Not to mention you have ample personal reason to spend time away from this for a bit and relieve your frustration.

I didn't want to speak up until I had read the entire thread from top to bottom, and that took a while as graduate school is taking up my reading attention. But this is much too interesting to pass up.
The short version of my background is that I started smoking for "psychiatric" reasons and it probably saved my life. Various health issues (childhood cancer, subsequent PTSD [three words: repeated, coercive, unanesthetized], then recurrent major depression) have given me a layman's interest in pharmacokinetics and pharmacodynamics. Addiction in loved ones has given me an interest in the mechanisms of tolerance and dependence, too. I'm no special snowflake -- we all step in s*** on the road of life, many much worse than I have, my s*** just has diagnostic labels, and I'd like to make the best of it by learning as much as I can.
I take an MAOI. The high-dose, old-school stuff, with the special diet and Medic-Alert bracelet and all that. (The newer antidepressants, SSRI/SNRI/NDRIs, didn't work much or for long. Yes, all of them.)
Interestingly, after about two days on the MAOI, cigarettes began to
pack a punch. Every cig felt like the first one of the day. Dizzying, etc. It let me (well, forced me to) halve my use from 10-15 a day to 4-6 cigarettes a day.
I was already aware of the MAO inhibitor action of tobacco. (It's weaker than the pharmaceutical MAOIs, though.) I'd kind of wondered if taking an MAOI might also help me quit smoking, actually, by providing what I was getting from tobacco, minus the nicotine.

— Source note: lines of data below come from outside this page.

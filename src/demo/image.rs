/* ************************************************************************ **
** This file is part of glic, and is licensed under EITHER the MIT license  **
** or the Apache 2.0 license, at your option.                               **
**                                                                          **
**     http://www.apache.org/licenses/LICENSE-2.0                           **
**     http://opensource.org/licenses/MIT                                   **
** ************************************************************************ */

use crate::FailResult;

use std::io::{self, Write};
use std::path::Path;

use glic::Vec3;
use slice_of_array::prelude::*;

/// An RGB image, rows top to bottom.
#[derive(Debug, Clone, PartialEq)]
pub struct Image {
    width: u32,
    height: u32,
    pixels: Vec<Vec3>,
}

/// Characters for the ASCII preview, darkest to brightest.
const RAMP: &[u8] = b" .:-=+*#%@";

impl Image {
    /// # Panics
    ///
    /// Panics if `pixels.len() != width * height`.
    pub fn new(width: u32, height: u32, pixels: Vec<Vec3>) -> Image {
        assert_eq!(pixels.len(), width as usize * height as usize, "wrong number of pixels");
        Image { width, height, pixels }
    }

    pub fn width(&self) -> u32 { self.width }
    pub fn height(&self) -> u32 { self.height }
    pub fn pixels(&self) -> &[Vec3] { &self.pixels }

    /// Each row of pixels, top to bottom.  A zero-width image still has
    /// `height` (empty) rows.
    pub fn rows(&self) -> impl Iterator<Item=&[Vec3]> + '_
    {
        let width = self.width as usize;
        (0..self.height as usize).map(move |r| &self.pixels[r * width..(r + 1) * width])
    }

    /// Write as a binary PPM (`P6`) with 8 bits per channel.
    pub fn write_ppm<W: Write>(&self, mut w: W) -> FailResult<()>
    {Ok({
        write!(w, "P6\n{} {}\n255\n", self.width, self.height)?;
        let bytes: Vec<u8> = self.pixels.flat().iter().map(|&c| quantize(c)).collect();
        w.write_all(&bytes)?;
        w.flush()?;
    })}

    pub fn save_ppm<P: AsRef<Path>>(&self, path: P) -> FailResult<()>
    {
        let path = path.as_ref();
        let file = std::fs::File::create(path)
            .map_err(|e| format_err!("while creating {}: {}", path.display(), e))?;
        self.write_ppm(io::BufWriter::new(file))
    }

    /// One character per pixel, by luminance.
    pub fn to_ascii(&self) -> String
    {
        let mut out = String::with_capacity((self.width as usize + 1) * self.height as usize);
        for row in self.rows() {
            out.extend(row.iter().map(|&px| {
                let index = (luminance(px) * (RAMP.len() - 1) as f32).round() as usize;
                RAMP[index.min(RAMP.len() - 1)] as char
            }));
            out.push('\n');
        }
        out
    }
}

/// Map `[0, 1]` onto `0..=255`, saturating outside of that range.
pub fn quantize(c: f32) -> u8 {
    (glic::clamp(c, 0.0f32, 1.0f32) * 255.0).round() as u8
}

/// Rec. 709 relative luminance.
pub fn luminance(color: Vec3) -> f32 {
    glic::clamp(glic::dot(color, glic::vec3(0.2126, 0.7152, 0.0722)), 0.0f32, 1.0f32)
}

#[cfg(test)]
mod tests {
    use super::*;
    use glic::vec3;

    fn checker() -> Image {
        Image::new(2, 2, vec![
            vec3(0.0, 0.0, 0.0), vec3(1.0, 1.0, 1.0),
            vec3(1.0, 0.5, 0.0), vec3(2.0, -1.0, 0.25),
        ])
    }

    #[test]
    fn quantization() {
        assert_eq!(quantize(0.0), 0);
        assert_eq!(quantize(1.0), 255);
        assert_eq!(quantize(0.5), 128);
        assert_eq!(quantize(-3.0), 0);
        assert_eq!(quantize(7.0), 255);
        assert_eq!(quantize(std::f32::NAN), 0);
    }

    #[test]
    fn ppm_layout() {
        let mut buf = vec![];
        checker().write_ppm(&mut buf).unwrap();

        let header = b"P6\n2 2\n255\n";
        assert_eq!(&buf[..header.len()], &header[..]);
        assert_eq!(&buf[header.len()..], &[
            0, 0, 0,  255, 255, 255,
            255, 128, 0,  255, 0, 64,
        ][..]);
    }

    #[test]
    fn ascii_preview() {
        let text = checker().to_ascii();
        let lines: Vec<_> = text.lines().collect();
        assert_eq!(lines, vec![" @", "+ "]);
    }

    #[test]
    fn zero_width() {
        let image = Image::new(0, 3, vec![]);
        assert_eq!(image.rows().count(), 3);
        assert!(image.rows().all(|row| row.is_empty()));
        assert_eq!(image.to_ascii(), "\n\n\n");

        let mut buf = vec![];
        image.write_ppm(&mut buf).unwrap();
        assert_eq!(buf, b"P6\n0 3\n255\n".to_vec());
    }

    #[test]
    #[should_panic(expected = "wrong number of pixels")]
    fn size_mismatch() {
        Image::new(3, 3, vec![Vec3::zero(); 4]);
    }
}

So I've been trying a PV for about six weeks. A few days in, I was down to 2 cigarettes a day. Great! Lovely! These things are amazing! The hand-to-mouth action was soothing and important to switching, too.
Then by week two, I'd tried cutting out all tobacco... and the symptoms just started returning. Depression, anxiety, insomnia, foggy brain, etc. I was actually in denial for a while that it was tobacco withdrawal, because the self-selecting nature of this forum's crowd means so many here rave about how easy the switch is.
Cigs now taste unpleasant and feel less powerful, but I can't stave off these withdrawals. And too much nicotine (vaping over 12mg/ml for me) is a whopper on my CNS.
The point?
PVs and pure nicotine don't have the same full-body buzz, relaxation, and effect that tobacco has, as we know. And it turns out it doesn't substitute perfectly....
even on an MAOI. Or so my experience would indicate for me personally. There's something else there. The alkaloids may be acting in a different area of the brain, or more likely having other non-MAOI action, especially on GABA.
I'm here to find out what those missing pieces are, and how I can get them. This is important. Thanks to all of you for your discussion so far, and to DVap and TB for their experimentation work.
(Apologies for the long autobio. post.